### Available data
···
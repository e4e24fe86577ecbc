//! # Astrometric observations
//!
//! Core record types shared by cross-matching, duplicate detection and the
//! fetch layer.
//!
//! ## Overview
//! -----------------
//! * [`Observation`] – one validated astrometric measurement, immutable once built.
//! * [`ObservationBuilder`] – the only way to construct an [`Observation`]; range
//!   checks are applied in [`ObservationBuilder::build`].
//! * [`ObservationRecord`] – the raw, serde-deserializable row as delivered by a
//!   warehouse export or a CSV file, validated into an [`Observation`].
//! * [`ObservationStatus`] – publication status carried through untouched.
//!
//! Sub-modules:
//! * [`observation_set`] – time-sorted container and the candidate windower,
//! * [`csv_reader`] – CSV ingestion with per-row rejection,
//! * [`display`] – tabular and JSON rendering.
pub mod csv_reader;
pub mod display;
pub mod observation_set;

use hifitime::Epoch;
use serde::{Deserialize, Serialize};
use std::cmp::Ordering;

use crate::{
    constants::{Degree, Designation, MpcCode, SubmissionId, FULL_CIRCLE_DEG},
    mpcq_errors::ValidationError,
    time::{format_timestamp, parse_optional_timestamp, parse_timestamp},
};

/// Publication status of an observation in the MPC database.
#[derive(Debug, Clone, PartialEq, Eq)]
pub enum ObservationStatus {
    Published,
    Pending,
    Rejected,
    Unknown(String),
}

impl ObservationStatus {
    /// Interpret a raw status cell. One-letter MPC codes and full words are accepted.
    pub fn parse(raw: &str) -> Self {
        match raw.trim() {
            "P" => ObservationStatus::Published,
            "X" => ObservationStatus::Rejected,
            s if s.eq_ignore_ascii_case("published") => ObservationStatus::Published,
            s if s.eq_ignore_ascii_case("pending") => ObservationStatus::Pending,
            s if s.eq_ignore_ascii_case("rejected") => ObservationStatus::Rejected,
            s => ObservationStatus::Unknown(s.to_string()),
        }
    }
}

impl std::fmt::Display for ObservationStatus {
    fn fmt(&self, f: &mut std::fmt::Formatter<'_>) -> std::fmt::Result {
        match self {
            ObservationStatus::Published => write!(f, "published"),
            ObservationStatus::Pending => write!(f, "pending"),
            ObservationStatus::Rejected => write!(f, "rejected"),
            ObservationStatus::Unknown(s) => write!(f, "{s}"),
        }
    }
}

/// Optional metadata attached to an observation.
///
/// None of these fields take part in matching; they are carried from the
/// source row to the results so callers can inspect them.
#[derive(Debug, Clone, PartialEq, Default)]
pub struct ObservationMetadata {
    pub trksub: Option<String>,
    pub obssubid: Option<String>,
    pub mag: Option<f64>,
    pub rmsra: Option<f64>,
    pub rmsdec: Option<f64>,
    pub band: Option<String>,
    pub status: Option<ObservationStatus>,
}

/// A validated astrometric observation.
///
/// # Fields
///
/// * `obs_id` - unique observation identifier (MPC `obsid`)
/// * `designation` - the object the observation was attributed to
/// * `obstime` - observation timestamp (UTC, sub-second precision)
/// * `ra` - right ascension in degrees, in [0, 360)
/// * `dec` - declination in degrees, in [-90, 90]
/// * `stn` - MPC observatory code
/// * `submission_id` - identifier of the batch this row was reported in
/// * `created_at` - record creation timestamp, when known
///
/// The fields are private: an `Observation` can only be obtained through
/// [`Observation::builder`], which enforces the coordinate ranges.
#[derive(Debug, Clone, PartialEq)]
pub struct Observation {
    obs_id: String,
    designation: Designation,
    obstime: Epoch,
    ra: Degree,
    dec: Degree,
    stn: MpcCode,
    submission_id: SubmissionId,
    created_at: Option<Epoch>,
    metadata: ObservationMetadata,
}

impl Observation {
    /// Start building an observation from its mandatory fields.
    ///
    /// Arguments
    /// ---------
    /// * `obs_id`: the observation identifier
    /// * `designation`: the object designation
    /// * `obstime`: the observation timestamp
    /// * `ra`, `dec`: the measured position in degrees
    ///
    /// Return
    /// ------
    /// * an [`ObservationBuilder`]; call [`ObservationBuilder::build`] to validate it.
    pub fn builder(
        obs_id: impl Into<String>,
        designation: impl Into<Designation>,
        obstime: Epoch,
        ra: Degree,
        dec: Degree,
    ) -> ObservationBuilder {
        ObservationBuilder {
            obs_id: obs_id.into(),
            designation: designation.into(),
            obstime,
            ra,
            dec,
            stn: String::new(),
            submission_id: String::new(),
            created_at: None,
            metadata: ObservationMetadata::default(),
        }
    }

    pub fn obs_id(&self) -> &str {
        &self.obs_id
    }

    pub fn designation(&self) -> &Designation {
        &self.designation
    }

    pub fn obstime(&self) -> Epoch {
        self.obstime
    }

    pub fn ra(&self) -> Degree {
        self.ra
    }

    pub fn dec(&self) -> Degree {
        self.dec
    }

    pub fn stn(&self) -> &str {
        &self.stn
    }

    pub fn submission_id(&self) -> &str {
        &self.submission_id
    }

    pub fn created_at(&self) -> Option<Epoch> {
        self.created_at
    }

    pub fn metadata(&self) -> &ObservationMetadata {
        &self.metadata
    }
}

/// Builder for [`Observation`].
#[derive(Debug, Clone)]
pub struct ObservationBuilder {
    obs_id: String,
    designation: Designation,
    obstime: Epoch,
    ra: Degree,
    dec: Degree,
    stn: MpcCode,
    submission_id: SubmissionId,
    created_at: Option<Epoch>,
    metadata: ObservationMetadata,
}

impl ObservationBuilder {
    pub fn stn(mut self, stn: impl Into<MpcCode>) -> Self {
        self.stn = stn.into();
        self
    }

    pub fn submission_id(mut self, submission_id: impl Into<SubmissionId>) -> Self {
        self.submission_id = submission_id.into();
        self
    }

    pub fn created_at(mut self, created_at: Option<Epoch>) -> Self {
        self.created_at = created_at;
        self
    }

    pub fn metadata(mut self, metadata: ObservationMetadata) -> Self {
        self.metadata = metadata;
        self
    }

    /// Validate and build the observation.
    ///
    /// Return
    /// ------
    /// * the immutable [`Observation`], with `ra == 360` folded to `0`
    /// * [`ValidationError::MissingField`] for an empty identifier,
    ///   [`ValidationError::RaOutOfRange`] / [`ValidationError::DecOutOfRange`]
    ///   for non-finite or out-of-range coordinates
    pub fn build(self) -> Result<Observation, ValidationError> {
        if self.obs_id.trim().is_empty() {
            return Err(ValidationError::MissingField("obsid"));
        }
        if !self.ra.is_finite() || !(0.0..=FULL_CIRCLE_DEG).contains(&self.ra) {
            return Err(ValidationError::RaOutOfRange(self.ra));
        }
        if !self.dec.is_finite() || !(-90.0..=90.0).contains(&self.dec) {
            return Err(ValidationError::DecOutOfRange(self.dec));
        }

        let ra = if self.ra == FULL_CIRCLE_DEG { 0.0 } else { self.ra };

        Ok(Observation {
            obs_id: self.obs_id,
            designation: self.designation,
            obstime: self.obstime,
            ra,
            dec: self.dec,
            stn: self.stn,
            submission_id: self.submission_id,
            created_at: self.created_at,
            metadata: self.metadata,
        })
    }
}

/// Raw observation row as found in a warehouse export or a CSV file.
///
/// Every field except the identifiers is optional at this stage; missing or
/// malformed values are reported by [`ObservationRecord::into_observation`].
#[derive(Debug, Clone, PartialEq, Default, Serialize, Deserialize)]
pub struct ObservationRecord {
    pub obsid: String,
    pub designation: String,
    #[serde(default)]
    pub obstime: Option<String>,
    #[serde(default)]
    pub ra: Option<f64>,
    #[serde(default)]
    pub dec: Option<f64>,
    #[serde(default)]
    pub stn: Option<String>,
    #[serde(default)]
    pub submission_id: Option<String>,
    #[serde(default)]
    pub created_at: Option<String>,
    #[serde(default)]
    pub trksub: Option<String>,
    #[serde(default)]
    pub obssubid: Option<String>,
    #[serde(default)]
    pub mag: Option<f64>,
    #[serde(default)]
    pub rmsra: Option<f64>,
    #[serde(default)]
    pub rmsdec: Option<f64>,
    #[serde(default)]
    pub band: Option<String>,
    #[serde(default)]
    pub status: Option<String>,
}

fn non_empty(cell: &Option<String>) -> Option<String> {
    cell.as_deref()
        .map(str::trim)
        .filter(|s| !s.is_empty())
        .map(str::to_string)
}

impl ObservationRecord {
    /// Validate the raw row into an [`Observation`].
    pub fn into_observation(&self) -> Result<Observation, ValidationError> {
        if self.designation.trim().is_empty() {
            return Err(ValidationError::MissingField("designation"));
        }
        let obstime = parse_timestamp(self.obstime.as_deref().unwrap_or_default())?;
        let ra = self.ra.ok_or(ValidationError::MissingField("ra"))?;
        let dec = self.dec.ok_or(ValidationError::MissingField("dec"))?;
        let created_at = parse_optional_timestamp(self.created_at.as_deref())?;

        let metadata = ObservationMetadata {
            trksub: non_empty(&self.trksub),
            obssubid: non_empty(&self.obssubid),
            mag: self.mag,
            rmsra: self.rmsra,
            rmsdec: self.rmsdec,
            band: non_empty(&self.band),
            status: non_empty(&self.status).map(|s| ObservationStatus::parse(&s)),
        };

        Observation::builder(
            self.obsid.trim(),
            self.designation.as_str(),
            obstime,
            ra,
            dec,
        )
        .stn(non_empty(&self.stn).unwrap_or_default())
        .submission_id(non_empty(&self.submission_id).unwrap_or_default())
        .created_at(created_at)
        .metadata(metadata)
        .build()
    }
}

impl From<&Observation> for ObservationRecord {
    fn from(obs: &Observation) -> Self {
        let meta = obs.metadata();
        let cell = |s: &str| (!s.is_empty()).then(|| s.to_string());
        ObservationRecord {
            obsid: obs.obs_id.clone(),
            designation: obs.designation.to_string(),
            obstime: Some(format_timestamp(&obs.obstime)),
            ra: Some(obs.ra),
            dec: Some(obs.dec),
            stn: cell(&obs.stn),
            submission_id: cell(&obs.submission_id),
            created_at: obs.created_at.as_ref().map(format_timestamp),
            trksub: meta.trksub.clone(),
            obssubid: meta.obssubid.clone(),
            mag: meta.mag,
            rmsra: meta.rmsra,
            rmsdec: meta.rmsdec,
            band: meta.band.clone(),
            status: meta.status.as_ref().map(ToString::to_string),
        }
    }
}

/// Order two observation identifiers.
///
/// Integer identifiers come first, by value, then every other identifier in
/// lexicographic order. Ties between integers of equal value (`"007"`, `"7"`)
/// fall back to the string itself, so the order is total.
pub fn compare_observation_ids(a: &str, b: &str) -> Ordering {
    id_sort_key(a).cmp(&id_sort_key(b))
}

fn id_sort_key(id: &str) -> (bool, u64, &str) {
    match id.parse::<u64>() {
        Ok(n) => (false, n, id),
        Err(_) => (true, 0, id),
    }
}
···
### Task brief
Where does the string "Deserialize" occur in the data above? Copy every line that holds it.

### Completed task
use serde::{Deserialize, Serialize};
#[derive(Debug, Clone, PartialEq, Default, Serialize, Deserialize)]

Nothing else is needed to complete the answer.